Carnegie Mellon University

The Data Analytics for Science Immersion Experience (DASIE)

June 5-June 14, 2022

CMU campus in Pittsburgh, PA and Dow Headquarters in Midland, MI

Microsoft Logo Dow logo

There is a widespread need for scientists with advanced data skills and a national need to recruit and retain emerging scientists from underrepresented groups.

DASIE, in partnership with Dow and Microsoft, addresses this skills gap by bringing together students from outside of Carnegie Mellon University to start building a pipeline of future science leaders with advanced data skills and to bring awareness of opportunities that exist at CMU, the partner organizations and the industry as a whole.

Participants will spend one week on campus at CMU, experiencing some of the curriculum for the newly launched MS in Data Analytics for Science program, and then travel to Midland, MI for hands-on experiences at Global Dow Center. In addition to their time in the classroom, there will be many opportunities for connection, including on-the-job shadowing and training from Dow and Microsoft industry experts and mentoring from CMU faculty and staff.

THIS IS A FULLY FUNDED PROGRAM for underrepresented undergraduate students in their sophomore, junior, or senior year. STUDENTS SELECTED FOR THE PROGRAM WILL Have TRAVEL AND LODGING COVERED AND RECEIVE A STIPEND.

® The DOW Diamond is a trademark of The Dow Chemical Company (“Dow”) or an affiliated company of Dow


Daisie Schedule


Shape Optimization: From Soap Films to Acoustics to Crystals
Facilitator: Dr. Robin Neumayer

The task of optimizing an object's shape to make it the most efficient, least costly, or most streamlined arises in nature as well as across engineering and design fields. For instance, due to surface tension, soap bubbles take the shape with the least surface area among all possible shapes enclosing a fixed amount of air — a sphere! We will introduce the mathematical study of so-called “shape optimization problems” and survey some classical and contemporary results in the field.

Research in the Future Lab - Science in the Cloud
Facilitator: Dr. Subha Das

You can be at home or anywhere in the world and still run experiments in a lab. These sessions will introduce an automated and remote cloud lab facility (Emerald Cloud Lab in San Francisco). Operations in the cloud lab are conducted through a computer console and internet access that allows the user to program equipment, set up experiments and analyze data. These sessions will offer a virtual tour of the cloud lab, explain how the ECL works at a high level and the key advantages of such a Cloud Lab. The Wolfram symbolic language - Mathematica based Cloud Lab Command Center interface allows one to remotely interact with the facilities and laboratory instruments in the cloud lab. Students will see how experiments are planned, set up and executed and how the data can be plotted. Students will also gain an understanding of the metadata collection in the cloud lab.

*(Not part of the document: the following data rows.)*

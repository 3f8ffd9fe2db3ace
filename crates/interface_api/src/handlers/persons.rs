//! Person handlers

use axum::{
    extract::{Path, State},
    http::StatusCode,
    Json,
};
use validator::Validate;

use core_kernel::PartyId;
use domain_party::Person;

use crate::{AppState, error::ApiError};
use crate::dto::persons::*;

/// Registers a person from a registration number
pub async fn register_person(
    State(state): State<AppState>,
    Json(request): Json<RegisterPersonRequest>,
) -> Result<(StatusCode, Json<PersonResponse>), ApiError> {
    request.validate()?;
    let person = Person::new(request.registration_number)?;

    let mut company = state.company.write().await;
    let id = company.register_person(person)?;
    let person = company
        .person(&id)
        .ok_or_else(|| ApiError::Internal(format!("Person {} vanished after registration", id)))?;
    Ok((StatusCode::CREATED, Json(PersonResponse::from(person))))
}

/// Gets a person by ID
pub async fn get_person(
    State(state): State<AppState>,
    Path(id): Path<String>,
) -> Result<Json<PersonResponse>, ApiError> {
    let id: PartyId = id
        .parse()
        .map_err(|e| ApiError::BadRequest(format!("Invalid person id {}: {}", id, e)))?;

    let company = state.company.read().await;
    let person = company
        .person(&id)
        .ok_or_else(|| ApiError::NotFound(format!("Person {} not found", id)))?;
    Ok(Json(PersonResponse::from(person)))
}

Working with molecular data for chemical informatics applications
Facilitator: Dr. Olexandr Isayev

Machine learning (ML) has shown outstanding abilities to uncover patterns and relationships hiding within datasets, providing a transformative technology for advancing science. ML techniques have predicted reaction sequences for synthesis within the broad domain of chemistry, mapped out massive chemical spaces of molecules, materials, and catalysts, and have greatly accelerated ab initio modeling tools. How do you integrate ML toolkits into research workflows? This workshop offers an introduction and hands-on tutorials to showcase how ML can be applied to chemical data. This workshop will be tailored to address working with chemical data and the RDKit library. We assume no prior knowledge requirements. The only prerequisite is that all workshop participants must possess minimal python3 programming skills and knowledge to manipulate data in CSV/XLS files.

Big Data and Data Science and
Deep Learning and AI
Facilitator: Dr. John Urbanic

Big Data and Data Science: We will discuss why data and data analytics have become central to so many domains of science. Then we will discuss how "Big Data", the enormous and complex data sets that are proving so fruitful to analysis, has its own challenges and tools. We will introduce some Spark platform basics as an entry to this world and the field of machine learning applied to data.

Deep Learning and AI: We will venture into the domain of Artificial Intelligence, and in particular using Artificial Neural Networks, also known as Deep Learning. We will look at how these devices function and see why there is so much excitement about their application to science. Is it hype or reality? We will make a case that is it very real by
discussing many recent, and revolutionary, successes.

Using Randomization for Scientific Data-Discovery
Facilitator: Dr. Hayden Schaffer

Artificial intelligence for scientific discovery has gained recent attention to address various modeling and computational issues in the sciences. Some of the goals are to provide automated  approaches for supporting and accelerating growth in data-based discovery, high-consequence decision making, and prototyping. In particular, in high-dimensional datasets, direct methods often suffer curse-of-dimensionality. This workshop will cover a broad set of techniques for approximating high-dimensional data using randomization, with the goal of applying these methods to scientific modeling, engineering design problems, and signal processing.